What makes a RAS promising for gender+ analysis?

As part of the mapping in the first cycle of the RESISTIRÉ project, National Researchers were asked to identify the most promising RAS for gender+ analysis in their country, so that the project can establish links, collaborate and exchange data with the bodies that manage these surveys. Factors taken into account when identifying specific RAS as promising varied from the nature of the research design to the analysis and findings.

Longitudinal studies were often identified by National Researchers as particularly promising, since the repeated data collection points allowed for changes across the waves of the pandemic to be analysed. One example of a longitudinal RAS is CaixaBank’s ‘Inequality Tracker’. This survey uses anonymised bank records from Spain’s working population to track income inequalities over the course of the pandemic. It has found that inequalities rose in lockdown months and this was especially pronounced among migrants and those in regions that are dependent on tourism. By undertaking a longitudinal study, this RAS have been able to map the experiences of individuals over time and add follow up questions to address issues arising from ongoing analysis and national developments.
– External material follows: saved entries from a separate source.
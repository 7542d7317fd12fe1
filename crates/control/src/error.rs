use std::io;

/// Errors reported while parsing a zsync control file.
#[derive(Debug, thiserror::Error)]
pub enum ControlFileError {
    /// A required header key was missing, or a present key could not be
    /// parsed into its expected type.
    #[error("control file header: {reason}")]
    Header {
        /// Human-readable description of the offending key/value.
        reason: String,
    },

    /// The block-sum body did not match the length the header implies, or
    /// the header described a nonsensical geometry (zero block size,
    /// mismatched block count).
    #[error("control file malformed: {reason}")]
    Malformed {
        /// Human-readable description of the mismatch.
        reason: String,
    },

    /// Reading the underlying byte stream failed.
    #[error("control file I/O error")]
    Io(#[from] io::Error),
}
Several studies were deemed promising due to their consideration of gender and gender+ approaches from the outset. This included RAS employing feminist methodologies (e.g. Turkish study ‘Being a Woman During a Pandemic’); considering the needs of vulnerable and/or underexplored groups (e.g. Spanish study ‘Violence and Covid-19: Impact on women and the LGBTIQ+ Community’); and focusing on how gender issues affected specific domains (e.g. Italian study ‘Women and Work: Lights and shadows of the impact of COVID-19 on the lives of female workers’). In some cases, RAS were commended for identifying that a gender+ approach was lacking and actively incorporating this into subsequent waves of the project (e.g. Dutch study ‘Impact of corona measures on stress, relationships and intrafamily violence’). Other RAS were deemed promising due to their gender+ exploration of topics that have received limited attention. For example, ‘Love, Intimacy and Sexuality in COVID-19’ focused on the effects of the pandemic on the private relationships of Austrian people. This impactful study was featured on several news media outlets.
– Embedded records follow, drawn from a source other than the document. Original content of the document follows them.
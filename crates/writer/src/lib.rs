#![deny(unsafe_code)]
#![deny(missing_docs)]

//! # Overview
//!
//! `writer` owns the sparse on-disk image of the target file while it is
//! being reconstructed: it accepts verified blocks from the matcher and
//! byte ranges from the HTTP fetcher, tracks which target blocks are
//! written, folds the whole-file digest in strict ascending order, and
//! atomically publishes the result.
//!
//! # Invariants
//!
//! - A block is written at most once; later writes to an already-written
//!   block are silently ignored.
//! - The whole-file digest is folded only in strict ascending block order
//!   (tracked by an internal cursor), independent of the order blocks
//!   actually arrive in.

mod error;

use std::fs::{File, OpenOptions};
use std::io::{Read, Seek, SeekFrom, Write};
use std::path::{Path, PathBuf};

use control::{BlockEntry, ControlFile, WholeFileDigest};
use digest::Digest as _;
use matching::BlockSink;

pub use error::WriterError;

enum WholeFileHasher {
    Md4(checksums::strong::Md4),
    Sha1(sha1::Sha1),
}

impl WholeFileHasher {
    fn new(expected: &WholeFileDigest) -> Self {
        match expected {
            WholeFileDigest::Md4(_) => Self::Md4(checksums::strong::Md4::new()),
            WholeFileDigest::Sha1(_) => Self::Sha1(sha1::Sha1::new()),
        }
    }

    fn update(&mut self, data: &[u8]) {
        match self {
            Self::Md4(hasher) => hasher.update(data),
            Self::Sha1(hasher) => hasher.update(data),
        }
    }

    fn matches(self, expected: &WholeFileDigest) -> bool {
        match (self, expected) {
            (Self::Md4(hasher), WholeFileDigest::Md4(want)) => &hasher.finalize() == want,
            (Self::Sha1(hasher), WholeFileDigest::Sha1(want)) => {
                hasher.finalize().as_slice() == want.as_slice()
            }
            _ => false,
        }
    }
}

/// Maintains the sparse output file, the per-block `written` bitset, and
/// the ascending-order whole-file digest fold.
pub struct OutputFileWriter {
    blocks: Vec<BlockEntry>,
    whole_file_digest: WholeFileDigest,
    block_size: u64,
    target_length: u64,
    final_path: PathBuf,
    temp: Option<tempfile::NamedTempFile>,
    written: Vec<bool>,
    cursor: usize,
    hasher: WholeFileHasher,
    io_error: Option<WriterError>,
    strong_len: usize,
}

impl OutputFileWriter {
    /// Creates a new writer targeting `final_path`, with a temp file
    /// truncated to the control file's target length in the same
    /// directory (so the final rename can be atomic).
    ///
    /// # Errors
    ///
    /// Returns [`WriterError::Io`] if the temp file cannot be created or
    /// sized.
    pub fn create(control: &ControlFile, final_path: impl Into<PathBuf>) -> Result<Self, WriterError> {
        let final_path = final_path.into();
        let dir = final_path
            .parent()
            .filter(|p| !p.as_os_str().is_empty())
            .unwrap_or_else(|| Path::new("."));

        let temp = tempfile::NamedTempFile::new_in(dir).map_err(|source| WriterError::Io {
            action: "create temp file",
            source,
        })?;
        temp.as_file()
            .set_len(control.length)
            .map_err(|source| WriterError::Io {
                action: "truncate temp file",
                source,
            })?;

        let n_blocks = control.block_count();
        Ok(Self {
            blocks: control.blocks.clone(),
            whole_file_digest: control.whole_file_digest,
            block_size: u64::from(control.blocksize),
            target_length: control.length,
            final_path,
            temp: Some(temp),
            written: vec![false; n_blocks],
            cursor: 0,
            hasher: WholeFileHasher::new(&control.whole_file_digest),
            io_error: None,
            strong_len: usize::from(control.strong_len),
        })
    }

    fn file_mut(&mut self) -> &mut File {
        self.temp.as_mut().expect("writer used after close").as_file_mut()
    }

    fn block_range(&self, k: usize) -> (u64, u64) {
        let lo = k as u64 * self.block_size;
        let hi = (lo + self.block_size).min(self.target_length);
        (lo, hi)
    }

    fn fold_ready_blocks(&mut self) -> Result<(), WriterError> {
        while self.cursor < self.written.len() && self.written[self.cursor] {
            let (lo, hi) = self.block_range(self.cursor);
            let len = (hi - lo) as usize;
            let mut buf = vec![0u8; len];
            {
                let file = self.file_mut();
                file.seek(SeekFrom::Start(lo)).map_err(|source| WriterError::Io {
                    action: "seek for digest fold",
                    source,
                })?;
                file.read_exact(&mut buf).map_err(|source| WriterError::Io {
                    action: "read for digest fold",
                    source,
                })?;
            }
            self.hasher.update(&buf);
            self.cursor += 1;
        }

        if self.cursor == self.written.len() {
            self.finalize_whole_file_digest()?;
        }

        Ok(())
    }

    fn finalize_whole_file_digest(&mut self) -> Result<(), WriterError> {
        let hasher = std::mem::replace(&mut self.hasher, WholeFileHasher::new(&self.whole_file_digest));
        if !hasher.matches(&self.whole_file_digest) {
            return Err(WriterError::WholeFileChecksumMismatch);
        }
        Ok(())
    }

    fn write_block_at(&mut self, k: usize, bytes: &[u8]) -> Result<(), WriterError> {
        let (lo, hi) = self.block_range(k);
        let file = self.file_mut();
        file.seek(SeekFrom::Start(lo)).map_err(|source| WriterError::Io {
            action: "seek for block write",
            source,
        })?;
        file.write_all(&bytes[..(hi - lo) as usize])
            .map_err(|source| WriterError::Io {
                action: "write block",
                source,
            })?;
        self.written[k] = true;
        Ok(())
    }

    /// Accepts a byte range originating from the HTTP range fetcher.
    ///
    /// Writes the bytes at `offset`, then checks every not-yet-written
    /// block whose full byte span now lies within `[offset, offset +
    /// bytes.len())`; each such block is strong-sum verified and marked
    /// written on success.
    ///
    /// # Errors
    ///
    /// Returns [`WriterError::BlockChecksumMismatch`] if a newly-covered
    /// block fails its strong-sum check, or [`WriterError::Io`] on a
    /// filesystem failure.
    #[cfg_attr(feature = "tracing", tracing::instrument(skip(self, bytes)))]
    pub fn write_range(&mut self, offset: u64, bytes: &[u8]) -> Result<(), WriterError> {
        let end = offset + bytes.len() as u64;

        {
            let file = self.file_mut();
            file.seek(SeekFrom::Start(offset)).map_err(|source| WriterError::Io {
                action: "seek for range write",
                source,
            })?;
            file.write_all(bytes).map_err(|source| WriterError::Io {
                action: "write range",
                source,
            })?;
        }

        let truncator = checksums::strong::TruncatedMd4::new(self.strong_len);
        for k in 0..self.written.len() {
            if self.written[k] {
                continue;
            }
            let (lo, hi) = self.block_range(k);
            if lo >= offset && hi <= end {
                let len = (hi - lo) as usize;
                let mut block = vec![0u8; len];
                block.copy_from_slice(&bytes[(lo - offset) as usize..(lo - offset) as usize + len]);

                let mut padded = block.clone();
                padded.resize(self.block_size as usize, 0);
                let strong = truncator.digest(&padded);

                if strong != self.blocks[k].strong {
                    return Err(WriterError::BlockChecksumMismatch { block: k });
                }
                self.written[k] = true;
                #[cfg(feature = "tracing")]
                tracing::debug!(block = k, "range write verified block");
            }
        }

        self.fold_ready_blocks()
    }

    /// Returns the maximal contiguous byte ranges of the target that are
    /// not yet recovered, clipped to the target length, in ascending order.
    #[must_use]
    pub fn missing_ranges(&self) -> Vec<(u64, u64)> {
        let mut ranges = Vec::new();
        let mut run_start: Option<u64> = None;

        for k in 0..self.written.len() {
            let (lo, hi) = self.block_range(k);
            if self.written[k] {
                if let Some(start) = run_start.take() {
                    ranges.push((start, lo));
                }
            } else if run_start.is_none() {
                run_start = Some(lo);
            }
            if k + 1 == self.written.len() {
                if let Some(start) = run_start.take() {
                    ranges.push((start, hi));
                }
            }
        }

        ranges
    }

    /// Takes and clears any I/O error observed by [`BlockSink::write_block`]
    /// while this writer was driven as a matcher sink.
    pub fn take_io_error(&mut self) -> Option<WriterError> {
        self.io_error.take()
    }

    /// Finalizes the output: on success, atomically renames the temp file
    /// over the final path (falling back to copy when the rename crosses
    /// filesystems); on incompleteness, the temp file is simply dropped.
    ///
    /// # Errors
    ///
    /// Returns [`WriterError::WholeFileChecksumMismatch`] if called while
    /// blocks remain unwritten (the digest fold never reached the end), or
    /// [`WriterError::Io`] if the final publish step fails.
    pub fn close(mut self) -> Result<PathBuf, WriterError> {
        if let Some(err) = self.io_error.take() {
            return Err(err);
        }
        if !self.is_complete() {
            return Err(WriterError::WholeFileChecksumMismatch);
        }

        let temp = self.temp.take().expect("writer used after close");
        match temp.persist(&self.final_path) {
            Ok(_) => Ok(self.final_path),
            Err(err) => {
                let tmp_path = err.file.path().to_path_buf();
                std::fs::copy(&tmp_path, &self.final_path).map_err(|source| WriterError::Io {
                    action: "copy",
                    source,
                })?;
                drop(err.file);
                Ok(self.final_path)
            }
        }
    }
}

impl BlockSink for OutputFileWriter {
    fn write_block(&mut self, index: usize, bytes: &[u8]) {
        if self.io_error.is_some() || self.written[index] {
            return;
        }
        if let Err(err) = self.write_block_at(index, bytes) {
            self.io_error = Some(err);
            return;
        }
        if let Err(err) = self.fold_ready_blocks() {
            self.io_error = Some(err);
        }
    }

    fn is_complete(&self) -> bool {
        self.written.iter().all(|&w| w)
    }
}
Studies that had already made a tangible impact, for example on policy making, were often reported as promising. Researchers indicated that the potential for impact increased when RAS included short cycles and regular reporting; questions that were adapted to changing circumstances allowing for fast feedback on the behaviour of people; and a large sample size, which gave credibility. An example of this is ‘The Big Corona Study’ organised by a consortium of universities in Belgium, which had a very short fortnightly cycle and a large sample of over 3 million respondents. As a result, this RAS was highlighted as a key study through which to explore inequalities and affect change.
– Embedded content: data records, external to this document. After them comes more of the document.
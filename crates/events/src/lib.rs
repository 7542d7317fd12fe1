#![deny(unsafe_code)]
#![deny(missing_docs)]

//! # Overview
//!
//! `events` fans out the orchestrator's lifecycle and progress transitions
//! to zero or more observers. Dispatch never influences correctness:
//! observers cannot mutate engine state and any panic-worthy condition
//! inside an observer is swallowed rather than propagated.

use std::path::PathBuf;

/// A lifecycle or progress transition emitted by the orchestrator.
#[derive(Clone, Debug)]
pub enum ZsyncEvent {
    /// Reconstruction started for the given output path.
    Started {
        /// Resolved output path the engine will write to.
        output: PathBuf,
    },
    /// A seed began being scanned.
    SeedStarted {
        /// Path or description of the seed.
        seed: String,
    },
    /// A seed finished being scanned.
    SeedFinished {
        /// Path or description of the seed.
        seed: String,
        /// Bytes of the seed that were examined.
        bytes_scanned: u64,
    },
    /// A single target block was verified and written.
    BlockMatched {
        /// Index of the matched block.
        block: usize,
    },
    /// A byte range arrived from the HTTP range fetch.
    RangeReceived {
        /// Start offset, inclusive.
        lo: u64,
        /// End offset, exclusive.
        hi: u64,
    },
    /// Reconstruction completed successfully.
    Completed {
        /// Final output path.
        output: PathBuf,
    },
    /// Reconstruction failed; carries a human-readable description since
    /// observers are decoupled from the engine's concrete error types.
    Failed {
        /// Description of the failure.
        reason: String,
    },
}

/// Receives [`ZsyncEvent`] notifications.
///
/// Implementations must not block the data path meaningfully and must
/// never be able to influence engine control flow; the dispatcher does not
/// propagate anything an observer might want to signal back.
pub trait Observer {
    /// Handles one event. Any error condition inside an observer must be
    /// handled internally; the dispatcher has no channel to surface it.
    fn on_event(&mut self, event: &ZsyncEvent);
}

/// Fans a [`ZsyncEvent`] out to a list of observers, synchronously and in
/// registration order.
#[derive(Default)]
pub struct Dispatcher {
    observers: Vec<Box<dyn Observer>>,
}

impl Dispatcher {
    /// Creates an empty dispatcher.
    #[must_use]
    pub fn new() -> Self {
        Self {
            observers: Vec::new(),
        }
    }

    /// Registers an observer.
    pub fn register(&mut self, observer: Box<dyn Observer>) {
        self.observers.push(observer);
    }

    /// Emits `event` to every registered observer.
    #[cfg_attr(feature = "tracing", tracing::instrument(skip(self)))]
    pub fn emit(&mut self, event: ZsyncEvent) {
        #[cfg(feature = "tracing")]
        tracing::debug!(?event, "dispatching event");
        for observer in &mut self.observers {
            observer.on_event(&event);
        }
    }

    /// Number of registered observers.
    #[must_use]
    pub fn observer_count(&self) -> usize {
        self.observers.len()
    }
}

#[cfg(test)]
mod tests {
    use super::*;
    use std::cell::RefCell;
    use std::rc::Rc;

    struct Recorder(Rc<RefCell<Vec<String>>>);

    impl Observer for Recorder {
        fn on_event(&mut self, event: &ZsyncEvent) {
            self.0.borrow_mut().push(format!("{event:?}"));
        }
    }

    #[test]
    fn emits_to_every_registered_observer() {
        let log_a = Rc::new(RefCell::new(Vec::new()));
        let log_b = Rc::new(RefCell::new(Vec::new()));

        let mut dispatcher = Dispatcher::new();
        dispatcher.register(Box::new(Recorder(log_a.clone())));
        dispatcher.register(Box::new(Recorder(log_b.clone())));

        dispatcher.emit(ZsyncEvent::BlockMatched { block: 3 });

        assert_eq!(log_a.borrow().len(), 1);
        assert_eq!(log_b.borrow().len(), 1);
    }

    #[test]
    fn empty_dispatcher_emits_without_observers() {
        let mut dispatcher = Dispatcher::new();
        assert_eq!(dispatcher.observer_count(), 0);
        dispatcher.emit(ZsyncEvent::Started {
            output: PathBuf::from("/tmp/out"),
        });
    }
}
Finally, many of the RAS identified as promising were broad in scope, covering many policy domains. For example, the ‘Austrian Corona Panel Project’ asked respondents about all aspects of their life during the pandemic and provided rich data for longitudinal analysis. This enabled a more cohesive view of the economic, social or political situation of the country, as well as an exploration of topics that might otherwise have been missed in more focused surveys, such as political trust and perception of the economy.